§ **TASK INSTRUCTIONS**: In the records below, some lines contain the word "webhooks". Copy each of them.

Saved entries
● ● ● ● ● ● ●

//! Configuration types and loading.
//!
//! Config is loaded from a JSON file (e.g. `~/.hookrelay/config.json`) and environment.
//! The Slack bot token and API base may come from env so the file can stay secret-free.

use anyhow::{Context, Result};
use serde::{Deserialize, Serialize};
use std::path::PathBuf;

use crate::slack::SLACK_API_BASE;

/// Top-level application config.
#[derive(Debug, Clone, Default, Serialize, Deserialize)]
#[serde(rename_all = "camelCase")]
pub struct Config {
    /// Webhook server settings.
    #[serde(default)]
    pub server: ServerConfig,

    /// Outbound Slack settings.
    #[serde(default)]
    pub slack: SlackConfig,
}

/// Server bind, port, and webhook path.
#[derive(Debug, Clone, Serialize, Deserialize)]
#[serde(rename_all = "camelCase")]
pub struct ServerConfig {
    /// HTTP port (default 3000).
    #[serde(default = "default_server_port")]
    pub port: u16,

    /// Bind address (default "127.0.0.1").
    #[serde(default = "default_server_bind")]
    pub bind: String,

    /// Path the webhook is served on (default "/api/webhook").
    #[serde(default = "default_webhook_path")]
    pub path: String,
}

fn default_server_port() -> u16 {
    3000
}

fn default_server_bind() -> String {
    "127.0.0.1".to_string()
}

fn default_webhook_path() -> String {
    "/api/webhook".to_string()
}

impl Default for ServerConfig {
    fn default() -> Self {
        Self {
            port: default_server_port(),
            bind: default_server_bind(),
            path: default_webhook_path(),
        }
    }
}

/// Slack Web API settings.
#[derive(Debug, Clone, Default, Serialize, Deserialize)]
#[serde(rename_all = "camelCase")]
pub struct SlackConfig {
    /// Bot token (xoxb-...). Overridden by SLACK_BOT_TOKEN env when set.
    pub bot_token: Option<String>,
    /// Channel to post to when the message does not name one.
    pub channel: Option<String>,
    /// Web API base URL (default https://slack.com/api). Overridden by SLACK_API_BASE env.
    pub api_base: Option<String>,
    /// Request timeout in seconds. Unset: no explicit timeout.
    pub timeout_secs: Option<u64>,
}

fn non_empty(s: &str) -> Option<String> {
    let t = s.trim();
    if t.is_empty() {
        None
    } else {
        Some(t.to_string())
    }
}

/// Resolve the Slack bot token: env SLACK_BOT_TOKEN overrides config.
pub fn resolve_slack_token(config: &Config) -> Option<String> {
    std::env::var("SLACK_BOT_TOKEN")
        .ok()
        .and_then(|s| non_empty(&s))
        .or_else(|| config.slack.bot_token.as_deref().and_then(non_empty))
}

/// Resolve the Slack API base URL: env SLACK_API_BASE, then config, then the public endpoint.
pub fn resolve_slack_api_base(config: &Config) -> String {
    std::env::var("SLACK_API_BASE")
        .ok()
        .and_then(|s| non_empty(&s))
        .or_else(|| config.slack.api_base.as_deref().and_then(non_empty))
        .unwrap_or_else(|| SLACK_API_BASE.to_string())
}

/// True if the bind address is loopback (127.0.0.1, ::1, etc.).
pub fn is_loopback_bind(bind: &str) -> bool {
    let b = bind.trim();
    b == "127.0.0.1" || b == "::1" || b == "localhost"
}

/// Resolve config path from env or default.
pub fn default_config_path() -> PathBuf {
    std::env::var("HOOKRELAY_CONFIG_PATH")
        .map(PathBuf::from)
        .unwrap_or_else(|_| {
            dirs::home_dir()
                .map(|h| h.join(".hookrelay").join("config.json"))
                .unwrap_or_else(|| PathBuf::from("config.json"))
        })
}

/// Load config from the given path, or the default path (or HOOKRELAY_CONFIG_PATH). Missing file => default config.
/// Returns the config and the path that was used.
pub fn load_config(path: Option<PathBuf>) -> Result<(Config, PathBuf)> {
    let path = path.unwrap_or_else(default_config_path);
    let config = if !path.exists() {
        log::debug!("config file not found, using defaults: {}", path.display());
        Config::default()
    } else {
        let s = std::fs::read_to_string(&path)
            .with_context(|| format!("reading config from {}", path.display()))?;
        serde_json::from_str(&s)
            .with_context(|| format!("parsing config from {}", path.display()))?
    };
    Ok((config, path))
}
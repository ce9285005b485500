//! Webhook HTTP server: method check, format, dispatch, status mapping.

use crate::cafe24::{parse_body, InboundPayload};
use crate::config::{self, Config};
use crate::slack::{format_message, Dispatch, SlackClient};
use anyhow::{Context, Result};
use axum::{
    body::Bytes,
    extract::State,
    http::{Method, StatusCode},
    routing::{any, get},
    Json, Router,
};
use serde_json::{json, Value};
use std::sync::Arc;

/// Reply text for a successfully relayed webhook.
pub const CONFIRMATION_MESSAGE: &str = "슬랙으로 메시지 전송완료";

const HEALTH_PATH: &str = "/health";

/// Shared state for the webhook server. Nothing in it changes between requests.
#[derive(Clone)]
pub struct RelayState {
    pub dispatcher: Arc<dyn Dispatch>,
    /// Reported by the health probe.
    pub port: u16,
}

impl RelayState {
    pub fn new(dispatcher: Arc<dyn Dispatch>, port: u16) -> Self {
        Self { dispatcher, port }
    }
}

/// Build the router: the webhook at `webhook_path` (any method; non-POST is rejected in the handler)
/// and GET /health.
pub fn router(state: RelayState, webhook_path: &str) -> Router {
    let path = normalize_path(webhook_path);
    let mut app = Router::new().route(&path, any(webhook));
    if path != HEALTH_PATH {
        app = app.route(HEALTH_PATH, get(health_http));
    }
    app.with_state(state)
}

fn normalize_path(path: &str) -> String {
    let p = path.trim();
    if p.starts_with('/') {
        p.to_string()
    } else {
        format!("/{}", p)
    }
}

/// Run the webhook server; binds to config.server.bind:config.server.port.
/// A missing Slack token does not stop startup; every webhook then fails with 500.
/// Blocks until shutdown (Ctrl+C or SIGTERM).
pub async fn run_server(config: Config) -> Result<()> {
    let bind = config.server.bind.trim();
    if !config::is_loopback_bind(bind) {
        log::warn!(
            "binding webhook server to {}: inbound webhooks are not authenticated",
            bind
        );
    }

    let slack = SlackClient::from_config(&config)?;
    if !slack.has_token() {
        log::warn!("SLACK_BOT_TOKEN is not set; webhooks will be rejected until it is configured");
    }
    let state = RelayState::new(Arc::new(slack), config.server.port);
    let app = router(state, &config.server.path);

    let bind_addr = format!("{}:{}", bind, config.server.port);
    let listener = tokio::net::TcpListener::bind(&bind_addr)
        .await
        .with_context(|| format!("binding to {}", bind_addr))?;
    log::info!(
        "webhook server listening on {} (path {})",
        bind_addr,
        normalize_path(&config.server.path)
    );

    axum::serve(listener, app)
        .with_graceful_shutdown(shutdown_signal())
        .await
        .context("webhook server exited")?;
    log::info!("webhook server stopped");
    Ok(())
}

/// Future that completes when the process should shut down (SIGINT or SIGTERM).
async fn shutdown_signal() {
    let ctrl_c = async {
        if let Err(e) = tokio::signal::ctrl_c().await {
            log::error!("failed to install Ctrl+C handler: {}", e);
            std::future::pending::<()>().await;
        }
    };

    #[cfg(unix)]
    let terminate = async {
        match tokio::signal::unix::signal(tokio::signal::unix::SignalKind::terminate()) {
            Ok(mut s) => {
                s.recv().await;
            }
            Err(e) => {
                log::error!("failed to install SIGTERM handler: {}", e);
                std::future::pending::<()>().await;
            }
        }
    };

    #[cfg(not(unix))]
    let terminate = std::future::pending::<()>();

    tokio::select! {
        _ = ctrl_c => {},
        _ = terminate => {},
    }
    log::info!("shutdown signal received, draining connections");
}

/// ANY <webhook path> — POST is formatted and relayed to Slack; anything else is 405.
async fn webhook(
    State(state): State<RelayState>,
    method: Method,
    body: Bytes,
) -> (StatusCode, Json<Value>) {
    if method != Method::POST {
        return (
            StatusCode::METHOD_NOT_ALLOWED,
            Json(json!({ "error": "Method not allowed" })),
        );
    }

    let raw = parse_body(&body);
    log::info!("received webhook payload: {}", raw);

    let payload = InboundPayload::parse(raw);
    if !payload.is_platform_event() {
        log::warn!("webhook payload is not a cafe24 event; forwarding raw dump");
    }
    let message = format_message(&payload);
    if let Some(attachment) = message.attachments.first() {
        log::debug!("formatted \"{}\" (color {})", message.text, attachment.color);
    }
    match state.dispatcher.dispatch(&message).await {
        Ok(ack) => {
            log::debug!(
                "slack accepted message (channel {:?}, ts {:?})",
                ack.channel,
                ack.ts
            );
            (
                StatusCode::OK,
                Json(json!({ "success": true, "message": CONFIRMATION_MESSAGE })),
            )
        }
        Err(e) => {
            log::error!("relaying webhook to slack failed: {}", e);
            (
                StatusCode::INTERNAL_SERVER_ERROR,
                Json(json!({ "success": false, "message": e.to_string() })),
            )
        }
    }
}

/// GET /health returns a simple health JSON (for probes).
async fn health_http(State(state): State<RelayState>) -> Json<Value> {
    Json(json!({
        "runtime": "running",
        "port": state.port,
    }))
}

#[cfg(test)]
mod tests {
    use super::*;

    #[test]
    fn webhook_path_gets_leading_slash() {
        assert_eq!(normalize_path("api/webhook"), "/api/webhook");
        assert_eq!(normalize_path(" /hook "), "/hook");
    }
}
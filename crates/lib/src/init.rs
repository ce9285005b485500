//! Initialize the configuration file: create ~/.hookrelay and a default config.json.

use anyhow::{Context, Result};
use std::path::{Path, PathBuf};

use crate::config::Config;

/// Create the config directory and a default config file if it does not exist.
/// The default config has every key present (bot token unset) so it can be edited in place.
/// Returns the config directory.
pub fn init_config_file(config_path: &Path) -> Result<PathBuf> {
    let config_dir = config_path
        .parent()
        .filter(|p| !p.as_os_str().is_empty())
        .unwrap_or_else(|| Path::new("."));
    std::fs::create_dir_all(config_dir)
        .with_context(|| format!("creating config directory {}", config_dir.display()))?;

    if config_path.exists() {
        log::debug!("config already exists at {}, skipping", config_path.display());
    } else {
        let default_config = serde_json::to_string_pretty(&Config::default())
            .context("serializing default config")?;
        std::fs::write(config_path, default_config)
            .with_context(|| format!("writing default config to {}", config_path.display()))?;
        log::info!("created default config at {}", config_path.display());
    }

    Ok(config_dir.to_path_buf())
}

● ● ● ● ● ● ●

§ **RESPONSE TO THIS TASK**:
            "binding webhook server to {}: inbound webhooks are not authenticated",
        log::warn!("SLACK_BOT_TOKEN is not set; webhooks will be rejected until it is configured");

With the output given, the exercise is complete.